Clinical Trial VICCMELP1388
A Dose-Escalation, Phase I/II, Open-Label, Three-Part Study of the MEK Inhibitor, trametinib, Combined with the CDK4/6 Inhibitor, palbociclib, To Investigate the Safety, Pharmacokinetics, Pharmacodynamics, and Anti-Cancer Activity in Subjects with Solid Tumors.
- Protocol No. VICCMELP1388
- Open Date: 03/24/2014
- Staging: Phase I/II
- Age Group: Adults
- Scope: International
- Objective: To determine the safety, tolerability, and RCR of trametinib and palbociclib dosed orally in combination.
- Disease Sites: Melanoma
- Therapies: Molecular Targeted Agents / Immunotherapy / Biologics
- Drugs: Palbociclib; Trametinib
- Participating Institutions: Vanderbilt University
- National Clinical Trial ID: NCT02065063
- Secondary Protocol No: 200344
Patients are being asked to take part in this research study because they have a solid tumor that has not responded to therapy. The study has 2 parts. We are doing this study in patients with cancer to find out: The best doses of trametinib and palbociclib (the study drugs) to give to patients. (Part 1) What effects, good or bad, the 2 drugs have on patient-s health (Parts 1 and 2) How much of the study drugs gets into the bloodstream and how long it takes the body to get rid of them (Parts 1 and 2) Is there something special about the patient-s cancer that makes it more or less likely to respond to the study drugs (Parts 1 and 2) To see if the patient-s cancer will respond to the study drugs taken together (Parts 1 and 2). Patients will only participate in either Part 1 or Part 2.

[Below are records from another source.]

//! Price feed adapter.
//!
//! This module provides the oracle side of the engine:
//! - The `PriceOracle` trait the risk engine consumes
//! - Round validation (staleness and completeness)
//! - `ManualPriceFeed`, an in-memory aggregator-style feed

use serde::{Deserialize, Serialize};
use std::collections::HashMap;

use crate::core::asset::Asset;
use crate::core::config::EngineConfig;
use crate::error::{Error, Result};
use crate::utils::address::FeedId;
use crate::utils::constants::*;
use crate::utils::math::feed_scale;
use crate::utils::validation::validate_price_freshness;

// ═══════════════════════════════════════════════════════════════════════════════
// PRICE QUOTE
// ═══════════════════════════════════════════════════════════════════════════════

/// Validated USD price of one whole unit of collateral
#[derive(Debug, Clone, Copy, PartialEq, Eq, Serialize, Deserialize)]
pub struct PriceQuote {
    /// Price with `decimals` implied decimal places
    pub price: u128,
    /// Decimal places of `price`
    pub decimals: u8,
}

impl PriceQuote {
    /// Create a quote
    pub fn new(price: u128, decimals: u8) -> Self {
        Self { price, decimals }
    }

    /// Price normalized to 18 decimals
    pub fn to_wad(&self) -> Result<u128> {
        self.price
            .checked_mul(feed_scale(self.decimals)?)
            .ok_or_else(|| Error::Overflow {
                operation: "normalize price".into(),
            })
    }
}

/// Source of collateral prices.
///
/// Implementations own staleness detection: a quote derived from a stale or
/// incomplete round must be rejected, never returned.
pub trait PriceOracle {
    /// Current USD price of one unit of `asset`
    fn get_price(&self, asset: &Asset) -> Result<PriceQuote>;
}

// ═══════════════════════════════════════════════════════════════════════════════
// ROUND DATA
// ═══════════════════════════════════════════════════════════════════════════════

/// One aggregator round
#[derive(Debug, Clone, Copy, PartialEq, Eq, Serialize, Deserialize)]
pub struct RoundData {
    /// Round identifier
    pub round_id: u64,
    /// Reported price (signed, as aggregators report it)
    pub answer: i128,
    /// Unix timestamp the round started
    pub started_at: u64,
    /// Unix timestamp the answer was last updated (0 = incomplete)
    pub updated_at: u64,
    /// Round in which the answer was computed
    pub answered_in_round: u64,
}

impl RoundData {
    /// A completed round answered in itself
    pub fn completed(round_id: u64, answer: i128, timestamp: u64) -> Self {
        Self {
            round_id,
            answer,
            started_at: timestamp,
            updated_at: timestamp,
            answered_in_round: round_id,
        }
    }
}

/// Validate a round and return its positive answer
pub fn check_round(round: &RoundData, now: u64, max_age: u64) -> Result<u128> {
    if round.updated_at == 0 || round.answered_in_round < round.round_id {
        return Err(Error::StalePrice {
            age: now.saturating_sub(round.updated_at),
            max_age,
        });
    }

    validate_price_freshness(round.updated_at, now, max_age)?;

    if round.answer <= 0 {
        return Err(Error::PriceUnavailable(format!(
            "non-positive answer {} in round {}",
            round.answer, round.round_id
        )));
    }

    Ok(round.answer as u128)
}

// ═══════════════════════════════════════════════════════════════════════════════
// CLOCK
// ═══════════════════════════════════════════════════════════════════════════════

/// Time source used for staleness checks
#[derive(Debug, Clone, Copy, PartialEq, Eq, Serialize, Deserialize)]
pub enum Clock {
    /// Wall-clock time
    System,
    /// Fixed unix timestamp (deterministic tests, replay)
    Fixed(u64),
}

impl Clock {
    /// Current unix timestamp in seconds
    pub fn now(&self) -> u64 {
        match self {
            Clock::System => chrono::Utc::now().timestamp().max(0) as u64,
            Clock::Fixed(t) => *t,
        }
    }
}

// ═══════════════════════════════════════════════════════════════════════════════
// MANUAL PRICE FEED
// ═══════════════════════════════════════════════════════════════════════════════

#[derive(Debug, Clone, Serialize, Deserialize)]
struct FeedState {
    decimals: u8,
    history: Vec<RoundData>,
}

impl FeedState {
    fn latest(&self) -> Option<&RoundData> {
        self.history.last()
    }
}

/// In-memory price feed keyed by feed reference
#[derive(Debug, Clone, Serialize, Deserialize)]
pub struct ManualPriceFeed {
    feeds: HashMap<FeedId, FeedState>,
    clock: Clock,
    max_staleness: u64,
    max_history: usize,
}

impl Default for ManualPriceFeed {
    fn default() -> Self {
        Self::new()
    }
}

impl ManualPriceFeed {
    /// Create a feed on the system clock with the default staleness bound
    pub fn new() -> Self {
        Self {
            feeds: HashMap::new(),
            clock: Clock::System,
            max_staleness: MAX_PRICE_STALENESS_SECS,
            max_history: 100,
        }
    }

    /// Create a feed whose staleness bound comes from engine configuration
    pub fn from_config(config: &EngineConfig) -> Self {
        Self::new().with_max_staleness(config.max_price_staleness_secs)
    }

    /// Use a specific clock
    pub fn with_clock(mut self, clock: Clock) -> Self {
        self.clock = clock;
        self
    }

    /// Use a specific staleness bound
    pub fn with_max_staleness(mut self, max_staleness: u64) -> Self {
        self.max_staleness = max_staleness;
        self
    }

    // ═══════════════════════════════════════════════════════════════════════════
    // PRICE UPDATES
    // ═══════════════════════════════════════════════════════════════════════════

    /// Publish a new completed round stamped with the current time
    pub fn set_price(&mut self, feed: FeedId, answer: i128, decimals: u8) {
        let now = self.clock.now();
        let next_round = self
            .feeds
            .get(&feed)
            .and_then(FeedState::latest)
            .map(|round| round.round_id + 1)
            .unwrap_or(1);
        self.push_round(feed, decimals, RoundData::completed(next_round, answer, now));
    }

    /// Publish a whole-dollar price on an 8-decimal feed
    pub fn set_usd_price(&mut self, feed: FeedId, dollars: i128) -> Result<()> {
        let answer = dollars
            .checked_mul(10i128.pow(FEED_DECIMALS as u32))
            .ok_or_else(|| Error::Overflow {
                operation: format!("scaling ${} to {} decimals", dollars, FEED_DECIMALS),
            })?;
        self.set_price(feed, answer, FEED_DECIMALS);
        Ok(())
    }

    /// Publish an arbitrary round, complete or not
    pub fn push_round(&mut self, feed: FeedId, decimals: u8, round: RoundData) {
        let state = self.feeds.entry(feed).or_insert_with(|| FeedState {
            decimals,
            history: Vec::new(),
        });
        state.decimals = decimals;
        state.history.push(round);
        if state.history.len() > self.max_history {
            state.history.remove(0);
        }
    }

    /// Move a fixed clock to `timestamp` (no effect on the system clock)
    pub fn set_time(&mut self, timestamp: u64) {
        if let Clock::Fixed(_) = self.clock {
            self.clock = Clock::Fixed(timestamp);
        }
    }

    /// Advance a fixed clock by `secs`
    pub fn advance(&mut self, secs: u64) {
        if let Clock::Fixed(t) = self.clock {
            self.clock = Clock::Fixed(t.saturating_add(secs));
        }
    }

    // ═══════════════════════════════════════════════════════════════════════════
    // QUERIES
    // ═══════════════════════════════════════════════════════════════════════════

    /// Latest round of a feed, unvalidated
    pub fn latest_round(&self, feed: &FeedId) -> Option<RoundData> {
        self.feeds.get(feed).and_then(FeedState::latest).copied()
    }

    /// Validated price of a feed
    pub fn quote(&self, feed: &FeedId) -> Result<PriceQuote> {
        let state = self
            .feeds
            .get(feed)
            .ok_or_else(|| Error::PriceUnavailable(format!("no rounds for feed {}", feed)))?;
        let round = state
            .latest()
            .ok_or_else(|| Error::PriceUnavailable(format!("no rounds for feed {}", feed)))?;

        let price = check_round(round, self.clock.now(), self.max_staleness)?;
        Ok(PriceQuote::new(price, state.decimals))
    }
}

impl PriceOracle for ManualPriceFeed {
    fn get_price(&self, asset: &Asset) -> Result<PriceQuote> {
        self.quote(&asset.feed)
    }
}

#[cfg(test)]
mod tests {
    use super::*;
    use crate::utils::address::AssetId;

    fn eth_feed() -> FeedId {
        FeedId::from_label("eth-usd")
    }

    fn weth() -> Asset {
        Asset {
            id: AssetId::from_label("weth"),
            feed: eth_feed(),
        }
    }

    #[test]
    fn test_quote_normalization() {
        let quote = PriceQuote::new(2_000 * 100_000_000, 8);
        assert_eq!(quote.to_wad().unwrap(), 2_000 * PRECISION);

        let quote = PriceQuote::new(2_000 * PRECISION, 18);
        assert_eq!(quote.to_wad().unwrap(), 2_000 * PRECISION);
    }

    #[test]
    fn test_set_usd_price() {
        let mut feed = ManualPriceFeed::new().with_clock(Clock::Fixed(1_000));
        feed.set_usd_price(eth_feed(), 2_000).unwrap();

        let quote = feed.get_price(&weth()).unwrap();
        assert_eq!(quote, PriceQuote::new(200_000_000_000, 8));
        assert_eq!(feed.latest_round(&eth_feed()).unwrap().round_id, 1);

        feed.set_usd_price(eth_feed(), 900).unwrap();
        assert_eq!(feed.latest_round(&eth_feed()).unwrap().round_id, 2);
    }

    #[test]
    fn test_set_usd_price_overflow() {
        let mut feed = ManualPriceFeed::new().with_clock(Clock::Fixed(1_000));
        assert!(matches!(
            feed.set_usd_price(eth_feed(), i128::MAX / 10),
            Err(Error::Overflow { .. })
        ));
        assert!(feed.latest_round(&eth_feed()).is_none());
    }

    #[test]
    fn test_future_round_unavailable() {
        let mut feed = ManualPriceFeed::new().with_clock(Clock::Fixed(1_000));
        feed.push_round(eth_feed(), 8, RoundData::completed(1, 2_000, 1_001));

        assert!(matches!(feed.get_price(&weth()), Err(Error::PriceUnavailable(_))));
    }

    #[test]
    fn test_stale_after_timeout() {
        let mut feed = ManualPriceFeed::new()
            .with_clock(Clock::Fixed(1_000))
            .with_max_staleness(3600);
        feed.set_usd_price(eth_feed(), 2_000).unwrap();

        feed.advance(3600);
        assert!(feed.get_price(&weth()).is_ok());

        feed.advance(1);
        assert_eq!(
            feed.get_price(&weth()),
            Err(Error::StalePrice { age: 3601, max_age: 3600 })
        );
    }

    #[test]
    fn test_incomplete_round_rejected() {
        let mut feed = ManualPriceFeed::new().with_clock(Clock::Fixed(1_000));
        feed.push_round(
            eth_feed(),
            8,
            RoundData {
                round_id: 5,
                answer: 2_000,
                started_at: 990,
                updated_at: 990,
                answered_in_round: 4,
            },
        );
        assert!(matches!(feed.get_price(&weth()), Err(Error::StalePrice { .. })));

        feed.push_round(eth_feed(), 8, RoundData { updated_at: 0, ..RoundData::completed(6, 2_000, 0) });
        assert!(matches!(feed.get_price(&weth()), Err(Error::StalePrice { .. })));
    }

    #[test]
    fn test_non_positive_answer() {
        let mut feed = ManualPriceFeed::new().with_clock(Clock::Fixed(1_000));
        feed.set_price(eth_feed(), -1, 8);
        assert!(matches!(feed.get_price(&weth()), Err(Error::PriceUnavailable(_))));
    }

    #[test]
    fn test_unknown_feed() {
        let feed = ManualPriceFeed::new();
        assert!(matches!(feed.get_price(&weth()), Err(Error::PriceUnavailable(_))));
    }

    #[test]
    fn test_system_clock_fresh() {
        let mut feed = ManualPriceFeed::new();
        feed.set_usd_price(eth_feed(), 2_000).unwrap();
        assert!(feed.get_price(&weth()).is_ok());
    }

    #[test]
    fn test_staleness_from_config() {
        let config = EngineConfig {
            max_price_staleness_secs: 60,
            ..EngineConfig::default()
        };
        let mut feed = ManualPriceFeed::from_config(&config).with_clock(Clock::Fixed(1_000));
        feed.set_usd_price(eth_feed(), 2_000).unwrap();

        feed.advance(60);
        assert!(feed.get_price(&weth()).is_ok());
        feed.advance(1);
        assert!(matches!(feed.get_price(&weth()), Err(Error::StalePrice { age: 61, max_age: 60 })));
    }
}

|Ages Eligible for Study:||18 Years and older|
|Genders Eligible for Study:||Both|
|Accepts Healthy Volunteers:||No|
• Inclusion Criteria for Part 1 and Part 2
• Subjects >=18 years old.
• Signed written informed consent.
• All prior anti-cancer treatment-related toxicities (except alopecia and laboratory values as listed in the protocol) must be <=grade 1 according to the Common Terminology Criteria for Adverse Events version 4 (CTCAE version 4.0) at the time of randomization.
• Able to swallow and retain oral medication and must not have any clinically significant gastrointestinal abnormalities that may alter absorption such as malabsorption syndrome or major resection of the stomach or bowels.
• Women of childbearing potential must have a negative serum pregnancy test within 7 days of first dose of study treatment and agree to use effective contraception as defined in the protocol.
• Men with a female partner of childbearing potential must have either had a prior vasectomy or agree to use effective contraception as described in the protocol.
• An Eastern Cooperative Oncology Group (ECOG) performance status of 0 or 1.
• Adequate baseline organ function as defined in the protocol.
• Other Inclusion criteria for Part 1
• Histologically or cytologically confirmed diagnosis of solid tumor malignancy that is not responsive to standard therapies or for which there is no approved or curative therapy.
• Subjects with cutaneous melanoma must provide either a fresh or archived tumor sample for genetic analysis including determination of or confirmation of BRAF and NRAS genetic status based on local laboratory results. To ensure prompt delivery of tumor samples, tissue shipment tracking information must be provided before administration of study treatment can be initiated.
• Other Inclusion criteria for Part 2
• Measurable disease (i.e., present with at least one measurable lesion per RECIST, version 1.1).
• Histologically or cytologically confirmed diagnosis of advanced or metastatic cutaneous melanoma that is determined to be BRAFV600 wild type and either NRAS wild type or NRAS mutation type. Note: Subjects with a melanoma of unknown primary origin may be allowed to enrol if all other types of melanoma (e.g., uveal, mucosal, or acral) can be reasonably ruled out.
• Must provide either a fresh or archived tumor sample for genetic analysis.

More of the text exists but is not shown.